Owner John Cameron said road-trippers frequently stop at the funky bar/restaurant to officially kick off their Keys vacation. They sigh contentedly, settling in among the banana plants and palm trees, listening to the nightly live music, and sipping the popular Mangrove Breeze cocktails, made with five different flavored rums.

“This was one of our favorite haunts for three years,” said Cameron, a customer turned co-owner, who discovered Mangrove Mama’s shortly after he and his wife bought their home in the Lower Keys. In 2019, a Realtor friend mentioned that the business was for sale.

Aaron Hervey, left, and John Cameron are high-school buddies from Ohio who in 2019 became business partners to own and operate Mangrove Mama’s on Sugarloaf Key. CHARLOTTE TWINE/Keys Weekly

Cameron bought Mangrove Mama’s with Aaron Hervey, his high-school buddy from Stowe, Ohio, who had owned restaurants in their hometown. Hervey runs the kitchen and operations while Cameron handles the finances.
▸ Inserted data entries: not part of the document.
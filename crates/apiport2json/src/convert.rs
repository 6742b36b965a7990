/// Conversion pipeline: checkout, extract every document, stream the records to JSON.
use std::borrow::Cow;
use std::io::Write;
use std::path::{Path, PathBuf};

use tracing::{info, warn};

use crate::config::{Config, MalformedPolicy};
use crate::emit;
use crate::error::AppError;
use crate::model::BreakingChange;
use crate::parser::TemplateParser;
use crate::source::{list_documents, DocumentSource};

/// Outcome of a conversion run.
#[derive(Debug, Clone, PartialEq, Eq)]
pub struct ConversionSummary {
    /// Number of records written to the output.
    pub written: usize,
    /// Number of malformed documents left out (only with [`MalformedPolicy::Skip`]).
    pub skipped: usize,
    pub output_path: PathBuf,
}

pub struct Converter {
    config: Config,
    parser: TemplateParser,
}

impl Converter {
    pub fn new(config: Config) -> Self {
        Self {
            config,
            parser: TemplateParser::new(),
        }
    }

    pub fn config(&self) -> &Config {
        &self.config
    }

    /// Check the repository out, convert its documents and release the checkout.
    ///
    /// The checkout is released whether or not the conversion succeeds.
    pub fn run(&self, source: &dyn DocumentSource) -> Result<ConversionSummary, AppError> {
        let checkout = source.checkout(&self.config.repo_url)?;
        let docs_dir = self.config.documents_dir(checkout.root());

        let result = list_documents(&docs_dir, &self.config.template_name).and_then(|documents| {
            info!(
                documents = documents.len(),
                output = %self.config.output_path.display(),
                "converting documents"
            );
            let mut skipped = 0;
            let written = emit::write_records_to_path(
                &self.config.output_path,
                self.records(&documents, &mut skipped),
            )?;
            Ok(ConversionSummary {
                written,
                skipped,
                output_path: self.config.output_path.clone(),
            })
        });

        checkout.release();

        if let Ok(summary) = &result {
            info!(
                written = summary.written,
                skipped = summary.skipped,
                output = %summary.output_path.display(),
                "conversion complete"
            );
        }
        result
    }

    /// Convert the documents of `docs_dir` into `writer`.
    ///
    /// Returns `(written, skipped)`.
    pub fn convert_dir<W: Write>(
        &self,
        docs_dir: &Path,
        writer: W,
    ) -> Result<(usize, usize), AppError> {
        let documents = list_documents(docs_dir, &self.config.template_name)?;
        let mut skipped = 0;
        let written = emit::write_records(writer, self.records(&documents, &mut skipped))?;
        Ok((written, skipped))
    }

    /// Lazily extract each document in order, applying the malformed-document policy.
    fn records<'a>(
        &'a self,
        documents: &'a [PathBuf],
        skipped: &'a mut usize,
    ) -> impl Iterator<Item = Result<BreakingChange, AppError>> + 'a {
        documents.iter().filter_map(move |path| match self.extract(path) {
            Ok(change) => Some(Ok(change)),
            Err(e) if e.is_malformed_document() && self.config.on_malformed == MalformedPolicy::Skip => {
                warn!(error = %e, "skipping malformed document");
                *skipped += 1;
                None
            }
            Err(e) => Some(Err(e)),
        })
    }

    /// Read and parse a single document.
    pub fn extract(&self, path: &Path) -> Result<BreakingChange, AppError> {
        let name = path
            .file_stem()
            .map(|s| s.to_string_lossy().into_owned())
            .unwrap_or_default();
        info!(document = %name, "parsing document");

        let bytes = std::fs::read(path).map_err(|source| AppError::Read {
            path: path.to_path_buf(),
            source,
        })?;
        let content = String::from_utf8_lossy(&bytes);
        if let Cow::Owned(_) = content {
            warn!(document = %name, "document is not valid UTF-8, decoding lossily");
        }
        self.parser.parse(&content).map_err(|e| AppError::Parse {
            file: name,
            line: e.line,
            message: e.message,
        })
    }
}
“You couldn’t recreate this if you wanted to, that cool, old-Florida kitsch,” said Hervey. 

But even that old-Florida appeal is relatively new. 

The sunny, roadside oasis started as a railway outpost, built around 1909 along Henry Flagler’s Overseas Railway. If the original and impenetrable Dade County pine walls could speak, they’d talk of a harsh and weathered history that started long before sauteed shrimp and sunset-colored cocktails. The building in the rear was once the railroad station agent’s house, then a one-room schoolhouse.  A previous tenant once found early 20th-century textbooks buried in the ground outside, Cameron said.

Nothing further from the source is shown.